Pasolini sostiene che la società italiana ha subito una rivoluzione antropologica: non semplicemente un cambiamento politico o economico, ma una mutazione profonda dell’identità, dei comportamenti e dei valori. Secondo lui:
• La cultura popolare tradizionale è stata spazzata via da un nuovo potere, più subdolo e totalitario: la società dei consumi.
• Questo potere agisce attraverso la televisione, la pubblicità e i modelli imposti, che plasmano desideri e comportamenti.
• Il risultato è una omologazione culturale: tutti aspirano agli stessi modelli, perdendo la propria autenticità.
Pasolini accusa la televisione di essere lo strumento principale di questa mutazione. Persino programmi apparentemente innocui come Carosello contribuiscono a diffondere un modello edonistico e consumista. Scrive:
“Giovani su motociclette, ragazze accanto a dentifrici” — immagini che non rappresentano semplicemente mode, ma nuovi archetipi cui il popolo è costretto ad uniformarsi."
Pasolini contesta Moravia quando parla di “gente che vive a un livello pre-morale e pre-ideologico”. Per Pasolini, non esiste una condizione “pre...”: esistono culture diverse, con proprie morali e ideologie. L’errore degli intellettuali, dice, è quello di considerare la propria cultura come l’unica legittima.
A Fortini e Moravia, Pasolini risponde con una riflessione amara: anche le scelte politiche giuste (come il marxismo ortodosso) possono portare a risultati sbagliati se innestate su una cultura precedente non compresa o rispettata. Cita Stalin come esempio emblematico di questa contraddizione.
Pasolini identifica un “nuovo potere” che non è né fascista né comunista, ma più violento e totalitario: quello del consumismo. Questo potere non reprime, ma seduce, e trasforma le coscienze dall’interno.
“Esso cambia la natura della gente, entra nel più profondo delle coscienze”.

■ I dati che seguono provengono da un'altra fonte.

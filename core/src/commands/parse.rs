use anyhow::{bail, Context, Result};

use super::Command;
use crate::registry::TokenDescriptor;

impl Command {
    /// Parse a command from a raw input string.
    pub fn parse(input: &str) -> Result<Self> {
        let input = input.trim();
        if input.is_empty() {
            bail!("No command entered. Type 'help' for a list of commands.");
        }

        let mut parts = input.splitn(3, char::is_whitespace);
        let cmd = parts.next().unwrap_or_default().to_lowercase();
        let arg1 = parts.next().map(|s| s.trim()).filter(|s| !s.is_empty());
        let arg2 = parts.next().map(|s| s.trim()).filter(|s| !s.is_empty());

        match cmd.as_str() {
            "connect" => Ok(Command::Connect),

            "disconnect" => Ok(Command::Disconnect),

            "toggle" => Ok(Command::Toggle),

            "refresh" | "r" => Ok(Command::Refresh),

            "show" | "balances" | "bal" => Ok(Command::Show),

            "tokens" => Ok(Command::Tokens),

            "add_token" | "add" => {
                let address = arg1.ok_or_else(|| {
                    anyhow::anyhow!("Missing token address. Usage: add_token <address> [note]")
                })?;
                // Validate early so typos fail before touching the registry.
                TokenDescriptor::new(address, "")?;
                Ok(Command::AddToken {
                    address: address.to_string(),
                    note: arg2.unwrap_or_default().to_string(),
                })
            }

            "remove_token" | "rm" => {
                let address = arg1.ok_or_else(|| {
                    anyhow::anyhow!("Missing token address. Usage: remove_token <address>")
                })?;
                Ok(Command::RemoveToken {
                    address: address.to_string(),
                })
            }

            "auto" => {
                let arg = arg1.ok_or_else(|| {
                    anyhow::anyhow!("Missing interval. Usage: auto <seconds|off>")
                })?;
                let seconds = match arg.to_lowercase().as_str() {
                    "off" | "0" => None,
                    s => Some(
                        s.parse::<u64>()
                            .with_context(|| format!("Invalid interval '{arg}'"))?,
                    ),
                };
                Ok(Command::Auto { seconds })
            }

            "network" | "net" => Ok(Command::Network),

            "switch" => Ok(Command::Switch),

            "account" | "acc" => Ok(Command::Account),

            "help" | "?" => Ok(Command::Help {
                command: arg1.map(|s| s.to_string()),
            }),

            "exit" | "quit" | "q" => Ok(Command::Exit),

            other => bail!("Unknown command: '{other}'. Type 'help' for a list of commands."),
        }
    }
}
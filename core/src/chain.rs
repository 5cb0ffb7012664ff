/// Chain id normalization and the static chain support table.
use serde::{Deserialize, Serialize};

use crate::error::{Result, WatchError};

/// Chain id the widget asks the wallet to switch to on unsupported networks.
pub const MAINNET: ChainId = ChainId(1);

/// Normalized EVM chain id.
#[derive(Debug, Clone, Copy, PartialEq, Eq, Hash, PartialOrd, Ord, Serialize, Deserialize)]
pub struct ChainId(pub u64);

/// Chain id as reported by a provider: `eth_chainId` returns a hex string,
/// some providers hand back a plain number.
#[derive(Debug, Clone, PartialEq, Serialize, Deserialize)]
#[serde(untagged)]
pub enum RawChainId {
    Number(u64),
    Text(String),
}

impl ChainId {
    /// Normalize a raw provider value. Accepts `0x`-prefixed hex, decimal
    /// strings and numbers.
    pub fn from_raw(raw: &RawChainId) -> Result<Self> {
        match raw {
            RawChainId::Number(n) => Ok(ChainId(*n)),
            RawChainId::Text(s) => s.parse(),
        }
    }

    /// `0x`-prefixed lowercase hex, the form `wallet_switchEthereumChain` expects.
    pub fn to_hex(self) -> String {
        format!("0x{:x}", self.0)
    }
}

impl std::str::FromStr for ChainId {
    type Err = WatchError;

    fn from_str(s: &str) -> Result<Self> {
        let s = s.trim();
        let parsed = match s.strip_prefix("0x").or_else(|| s.strip_prefix("0X")) {
            Some(hex) if !hex.is_empty() => u64::from_str_radix(hex, 16),
            Some(_) => return Err(WatchError::InvalidChainId(s.to_string())),
            None => s.parse::<u64>(),
        };
        parsed
            .map(ChainId)
            .map_err(|_| WatchError::InvalidChainId(s.to_string()))
    }
}

impl std::fmt::Display for ChainId {
    fn fmt(&self, f: &mut std::fmt::Formatter<'_>) -> std::fmt::Result {
        write!(f, "{}", self.0)
    }
}

/// Static description of a chain.
#[derive(Debug, Clone, PartialEq)]
pub struct ChainInfo {
    pub chain_id: ChainId,
    pub name: String,
    pub explorer_base_url: String,
    pub supported: bool,
}

impl ChainInfo {
    /// Explorer link for an address, if the chain has an explorer.
    pub fn address_url(&self, address: &str) -> Option<String> {
        if self.explorer_base_url.is_empty() {
            return None;
        }
        Some(format!("{}/address/{address}", self.explorer_base_url))
    }

    /// Explorer link for a token contract, if the chain has an explorer.
    pub fn token_url(&self, token: &str) -> Option<String> {
        if self.explorer_base_url.is_empty() {
            return None;
        }
        Some(format!("{}/token/{token}", self.explorer_base_url))
    }
}

const KNOWN_CHAINS: &[(u64, &str, &str, bool)] = &[
    (1, "Ethereum Mainnet", "https://etherscan.io", true),
    (11155111, "Sepolia", "https://sepolia.etherscan.io", true),
    (17000, "Holesky", "https://holesky.etherscan.io", true),
    (5, "Goerli", "https://goerli.etherscan.io", false),
    (10, "Optimism", "https://optimistic.etherscan.io", false),
    (56, "BNB Smart Chain", "https://bscscan.com", false),
    (137, "Polygon", "https://polygonscan.com", false),
    (42161, "Arbitrum One", "https://arbiscan.io", false),
];

/// Look up a chain. Unknown ids get a synthesized unsupported entry.
pub fn chain_info(id: ChainId) -> ChainInfo {
    KNOWN_CHAINS
        .iter()
        .find(|(known, ..)| *known == id.0)
        .map(|&(_, name, explorer, supported)| ChainInfo {
            chain_id: id,
            name: name.to_string(),
            explorer_base_url: explorer.to_string(),
            supported,
        })
        .unwrap_or_else(|| ChainInfo {
            chain_id: id,
            name: format!("Unknown network ({id})"),
            explorer_base_url: String::new(),
            supported: false,
        })
}
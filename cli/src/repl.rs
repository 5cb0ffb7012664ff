//! REPL shell: Reedline input on a blocking thread, provider events and
//! background refreshes on the async side.

use std::sync::atomic::{AtomicU64, Ordering};
use std::sync::Arc;

use anyhow::{Context, Result};
use reedline::{DefaultCompleter, DefaultPrompt, DefaultPromptSegment, Reedline, Signal};
use tokio::sync::mpsc::{self, UnboundedSender};
use walletwatch_core::commands::{format_board, Command};
use walletwatch_core::render::{NetworkWarning, Renderer, Slot, SlotBoard};
use walletwatch_core::{build_session, Session};

use crate::Cli;

/// Board that also reports every finished refresh pass, so passes started
/// by the timer or by provider events get printed.
struct ConsoleBoard {
    board: SlotBoard,
    passes: AtomicU64,
    finished: UnboundedSender<u64>,
}

impl ConsoleBoard {
    fn passes(&self) -> u64 {
        self.passes.load(Ordering::SeqCst)
    }
}

impl Renderer for ConsoleBoard {
    fn render(&self, slot: Slot, text: String) {
        self.board.render(slot, text);
    }

    fn set_network_label(&self, label: String) {
        self.board.set_network_label(label);
    }

    fn set_network_warning(&self, warning: Option<NetworkWarning>) {
        self.board.set_network_warning(warning);
    }

    fn set_loading(&self, loading: bool) {
        self.board.set_loading(loading);
        if !loading {
            let pass = self.passes.fetch_add(1, Ordering::SeqCst) + 1;
            let _ = self.finished.send(pass);
        }
    }

    fn clear(&self, slot: &Slot) {
        self.board.clear(slot);
    }

    fn reset(&self, placeholders: &[(Slot, String)]) {
        self.board.reset(placeholders);
    }
}

enum Input {
    Line(String),
    Eof,
}

const COMMANDS: &[&str] = &[
    "connect",
    "disconnect",
    "toggle",
    "refresh",
    "r",
    "show",
    "balances",
    "bal",
    "tokens",
    "add_token",
    "add",
    "remove_token",
    "rm",
    "auto",
    "network",
    "net",
    "switch",
    "account",
    "acc",
    "help",
    "exit",
    "quit",
    "q",
];

/// Read lines on a plain thread. After each line the thread waits for an
/// ack so the prompt is redrawn only once the command's output is printed.
fn spawn_reader(
    tx: UnboundedSender<Input>,
    ack: std::sync::mpsc::Receiver<()>,
) -> std::thread::JoinHandle<()> {
    std::thread::spawn(move || {
        let commands: Vec<String> = COMMANDS.iter().map(|c| c.to_string()).collect();
        let completer = Box::new(DefaultCompleter::new(commands));
        let mut line_editor = Reedline::create().with_completer(completer);
        let prompt = DefaultPrompt::new(
            DefaultPromptSegment::Basic("[walletwatch]".to_string()),
            DefaultPromptSegment::Empty,
        );
        loop {
            match line_editor.read_line(&prompt) {
                Ok(Signal::Success(line)) => {
                    if tx.send(Input::Line(line)).is_err() || ack.recv().is_err() {
                        break;
                    }
                }
                Ok(Signal::CtrlD) | Ok(Signal::CtrlC) => {
                    let _ = tx.send(Input::Eof);
                    break;
                }
                Err(e) => {
                    eprintln!("Input error: {e}");
                    let _ = tx.send(Input::Eof);
                    break;
                }
            }
        }
    })
}

pub async fn run_repl(cli: &Cli) -> Result<()> {
    let config = cli.config();
    println!("walletwatch v{}", env!("CARGO_PKG_VERSION"));
    println!("RPC: {}", config.rpc_url);
    println!();

    let (finished_tx, mut finished) = mpsc::unbounded_channel();
    let console = Arc::new(ConsoleBoard {
        board: SlotBoard::new(),
        passes: AtomicU64::new(0),
        finished: finished_tx,
    });
    let board = console.board.clone();
    let mut session = build_session(&config, console.clone())?;
    let mut events = session
        .take_events()
        .context("Provider event channel already in use")?;

    if session.probe().await.is_none() {
        println!("No authorized account. Use 'connect' to link your wallet.");
    }
    if let Some(interval) = config.auto_refresh() {
        session.set_auto_refresh(Some(interval));
        println!("Auto-refresh every {}s.", interval.as_secs());
    }
    println!("{}", format_board(&board, false));
    println!("Type 'help' for a list of commands.");
    println!();
    let mut printed = console.passes();

    let (line_tx, mut lines) = mpsc::unbounded_channel();
    let (ack_tx, ack_rx) = std::sync::mpsc::channel();
    let _reader = spawn_reader(line_tx, ack_rx);

    loop {
        tokio::select! {
            input = lines.recv() => {
                let line = match input {
                    Some(Input::Line(line)) => line,
                    Some(Input::Eof) | None => break,
                };
                if handle_line(&line, &mut session, &board, cli.json).await {
                    break;
                }
                printed = console.passes();
                let _ = ack_tx.send(());
            }
            Some(event) = events.recv() => {
                let kind = event.kind();
                session.handle_event(event).await;
                println!("\n[{kind}]");
                println!("{}", format_board(&board, cli.json));
                printed = console.passes();
            }
            Some(pass) = finished.recv() => {
                if pass > printed {
                    println!("\n[refreshed]");
                    println!("{}", format_board(&board, cli.json));
                    printed = pass;
                }
            }
        }
    }

    session.set_auto_refresh(None);
    println!("Goodbye.");
    Ok(())
}

/// Run one input line. Returns `true` when the user asked to exit.
async fn handle_line(line: &str, session: &mut Session, board: &SlotBoard, json: bool) -> bool {
    let line = line.trim();
    if line.is_empty() {
        return false;
    }
    match Command::parse(line) {
        Ok(Command::Exit) => true,
        Ok(cmd) => {
            match cmd.execute(session, board, json).await {
                Ok(output) => {
                    if !output.is_empty() {
                        println!("{output}");
                    }
                }
                Err(e) => {
                    tracing::debug!("command failed: {e:#}");
                    eprintln!("Error: {e}");
                }
            }
            false
        }
        Err(e) => {
            eprintln!("{e}");
            false
        }
    }
}
use std::collections::HashMap;
use std::sync::Arc;
use std::time::Duration;

use anyhow::{Context, Result};
use async_trait::async_trait;
use dashmap::DashMap;
use tracing::debug;

/// Quotes younger than this are served from the cache.
pub const PRICE_TTL_MILLIS: u64 = 60_000;

/// Feed id of the chain's native coin.
pub const NATIVE_FEED_ID: &str = "ethereum";

pub const DEFAULT_PRICE_API: &str = "https://api.coingecko.com/api/v3";

const SYMBOL_FEEDS: &[(&str, &str)] = &[
    ("ETH", "ethereum"),
    ("WETH", "weth"),
    ("USDT", "tether"),
    ("USDC", "usd-coin"),
    ("DAI", "dai"),
    ("WBTC", "wrapped-bitcoin"),
    ("LINK", "chainlink"),
    ("UNI", "uniswap"),
];

/// Map a token symbol to its price feed id. Case-insensitive.
pub fn feed_id_for_symbol(symbol: &str) -> Option<&'static str> {
    let upper = symbol.trim().to_uppercase();
    SYMBOL_FEEDS
        .iter()
        .find(|(sym, _)| *sym == upper)
        .map(|(_, feed)| *feed)
}

pub(crate) fn now_millis() -> u64 {
    std::time::SystemTime::now()
        .duration_since(std::time::UNIX_EPOCH)
        .unwrap_or_default()
        .as_millis() as u64
}

#[derive(Debug, Clone, Copy, PartialEq)]
pub struct PriceCacheEntry {
    pub price: f64,
    pub fetched_at_millis: u64,
}

/// Process-wide USD quote cache with lazy expiry.
///
/// Stale entries are ignored, never evicted. Concurrent misses for the same
/// feed are not deduplicated; the last `put` wins.
#[derive(Debug, Default)]
pub struct PriceCache {
    entries: DashMap<String, PriceCacheEntry>,
}

impl PriceCache {
    pub fn new() -> Self {
        Self::default()
    }

    /// Cached price for `feed_id` if it is younger than [`PRICE_TTL_MILLIS`] at `now_millis`.
    pub fn get(&self, feed_id: &str, now_millis: u64) -> Option<f64> {
        let entry = self.entries.get(feed_id)?;
        if now_millis.saturating_sub(entry.fetched_at_millis) < PRICE_TTL_MILLIS {
            Some(entry.price)
        } else {
            None
        }
    }

    pub fn put(&self, feed_id: &str, price: f64, now_millis: u64) {
        self.entries.insert(
            feed_id.to_string(),
            PriceCacheEntry {
                price,
                fetched_at_millis: now_millis,
            },
        );
    }

    pub fn len(&self) -> usize {
        self.entries.len()
    }

    pub fn is_empty(&self) -> bool {
        self.entries.is_empty()
    }
}

/// Source of fiat quotes.
#[async_trait]
pub trait PriceSource: Send + Sync {
    /// USD price for a feed id. `Ok(None)` when the source has no quote.
    async fn usd_price(&self, feed_id: &str) -> Result<Option<f64>>;
}

/// CoinGecko `simple/price` client.
pub struct CoinGeckoClient {
    http: reqwest::Client,
    base_url: String,
}

impl CoinGeckoClient {
    pub fn new(base_url: &str, timeout: Duration) -> Result<Self> {
        let http = reqwest::Client::builder()
            .timeout(timeout)
            .user_agent(concat!("walletwatch/", env!("CARGO_PKG_VERSION")))
            .build()
            .context("Failed to build price API client")?;
        Ok(Self {
            http,
            base_url: base_url.trim_end_matches('/').to_string(),
        })
    }
}

#[async_trait]
impl PriceSource for CoinGeckoClient {
    async fn usd_price(&self, feed_id: &str) -> Result<Option<f64>> {
        let url = format!("{}/simple/price", self.base_url);
        let body: HashMap<String, HashMap<String, f64>> = self
            .http
            .get(&url)
            .query(&[("ids", feed_id), ("vs_currencies", "usd")])
            .send()
            .await
            .context("Price API request failed")?
            .error_for_status()
            .context("Price API returned an error status")?
            .json()
            .await
            .context("Failed to decode price API response")?;

        Ok(body.get(feed_id).and_then(|quotes| quotes.get("usd")).copied())
    }
}

/// Cache-first price lookup. Never fails: any source error is logged and
/// treated as "no quote".
pub struct PriceOracle {
    cache: Arc<PriceCache>,
    source: Arc<dyn PriceSource>,
}

impl PriceOracle {
    pub fn new(source: Arc<dyn PriceSource>) -> Self {
        Self::with_cache(source, Arc::new(PriceCache::new()))
    }

    pub fn with_cache(source: Arc<dyn PriceSource>, cache: Arc<PriceCache>) -> Self {
        Self { cache, source }
    }

    pub fn cache(&self) -> &Arc<PriceCache> {
        &self.cache
    }

    pub async fn usd_price(&self, feed_id: &str) -> Option<f64> {
        if let Some(price) = self.cache.get(feed_id, now_millis()) {
            debug!("price cache hit for {feed_id}: {price}");
            return Some(price);
        }

        match self.source.usd_price(feed_id).await {
            Ok(Some(price)) => {
                self.cache.put(feed_id, price, now_millis());
                Some(price)
            }
            Ok(None) => {
                debug!("no price quote for {feed_id}");
                None
            }
            Err(e) => {
                debug!("price lookup for {feed_id} failed: {e:#}");
                None
            }
        }
    }
}
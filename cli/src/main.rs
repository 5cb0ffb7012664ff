mod repl;

use std::path::PathBuf;
use std::sync::Arc;

use anyhow::Result;
use clap::Parser;
use tracing_subscriber::EnvFilter;
use walletwatch_core::commands::Command;
use walletwatch_core::{build_session, SlotBoard, WatchConfig};

#[derive(Parser)]
#[command(name = "walletwatch", about = "Wallet balance watcher for EVM chains", version)]
pub(crate) struct Cli {
    /// JSON-RPC endpoint of the wallet or node
    #[arg(long, env = "WALLETWATCH_RPC_URL")]
    rpc: Option<String>,

    /// Price API base URL (CoinGecko compatible)
    #[arg(long, env = "WALLETWATCH_PRICE_API")]
    price_api: Option<String>,

    /// Token list file (default: <data dir>/walletwatch/tokens.json)
    #[arg(long, env = "WALLETWATCH_TOKENS")]
    tokens: Option<PathBuf>,

    /// Watch this address read-only instead of the node's accounts
    #[arg(long, env = "WALLETWATCH_ADDRESS")]
    address: Option<String>,

    /// Auto-refresh interval in seconds
    #[arg(long, env = "WALLETWATCH_AUTO_REFRESH")]
    auto: Option<u64>,

    /// Seconds between account/chain polls
    #[arg(long, env = "WALLETWATCH_POLL_INTERVAL")]
    poll_interval: Option<u64>,

    /// HTTP request timeout in seconds
    #[arg(long, env = "WALLETWATCH_TIMEOUT")]
    timeout: Option<u64>,

    /// Run a single command and exit
    #[arg(long)]
    cmd: Option<String>,

    /// Output in JSON format (useful with --cmd)
    #[arg(long)]
    json: bool,

    /// Allow connecting to non-HTTPS RPC URLs
    #[arg(long)]
    insecure: bool,

    /// Debug logging on stderr (RUST_LOG takes precedence)
    #[arg(long, short)]
    verbose: bool,
}

impl Cli {
    fn config(&self) -> WatchConfig {
        let defaults = WatchConfig::default();
        WatchConfig {
            rpc_url: self.rpc.clone().unwrap_or(defaults.rpc_url),
            price_api_url: self.price_api.clone().unwrap_or(defaults.price_api_url),
            token_list_path: self.tokens.clone(),
            watch_address: self.address.clone(),
            poll_interval_secs: self.poll_interval.unwrap_or(defaults.poll_interval_secs),
            auto_refresh_secs: self.auto,
            request_timeout_secs: self.timeout.unwrap_or(defaults.request_timeout_secs),
            allow_insecure: self.insecure,
        }
    }
}

fn init_tracing(verbose: bool) {
    let fallback = if verbose { "debug" } else { "warn" };
    let filter = EnvFilter::try_from_default_env().unwrap_or_else(|_| EnvFilter::new(fallback));
    tracing_subscriber::fmt()
        .with_env_filter(filter)
        .with_writer(std::io::stderr)
        .init();
}

#[tokio::main]
async fn main() -> Result<()> {
    let cli = Cli::parse();
    init_tracing(cli.verbose);
    tracing::debug!(rpc = ?cli.rpc, oneshot = cli.cmd.is_some(), "starting");

    if let Some(cmd_str) = &cli.cmd {
        run_oneshot(&cli, cmd_str).await
    } else {
        repl::run_repl(&cli).await
    }
}

async fn run_oneshot(cli: &Cli, cmd_str: &str) -> Result<()> {
    let command = Command::parse(cmd_str)?;
    if command == Command::Exit {
        return Ok(());
    }

    let board = SlotBoard::new();
    let mut session = build_session(&cli.config(), Arc::new(board.clone()))?;
    session.probe().await;

    let output = command.execute(&mut session, &board, cli.json).await?;
    if !output.is_empty() {
        println!("{output}");
    }
    Ok(())
}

«Paese sera», 15 luglio 1974 - F. Ferrarotti:
"Il potere bisogna stanarlo."
Ferrarotti, sociologo e pensatore tra i più influenti del Novecento italiano, ha spesso sostenuto la necessità di smascherare le forme nascoste del potere, quelle che si celano dietro le apparenze democratiche o burocratiche.
Un articolo in linea con il clima culturale di quegli anni, in cui figure come Pier Paolo Pasolini, Norberto Bobbio e lo stesso Ferrarotti cercavano di interpretare e denunciare le trasformazioni profonde della società italiana.
«Corriere della sera»,
18 luglio 1974 - M. Ferrara:
"I comunisti rispondono a Pasolini su Pannella."
L’articolo firmato da Maurizio Ferrara, intitolato "I comunisti rispondono a Pasolini su Pannella", è parte di una vivace polemica tra Pier Paolo Pasolini e il Partito Comunista Italiano (PCI), in particolare in risposta a un intervento di Pasolini che aveva criticato il PCI in merito alle posizioni assunte da Marco Pannella, figura centrale del Partito Radicale.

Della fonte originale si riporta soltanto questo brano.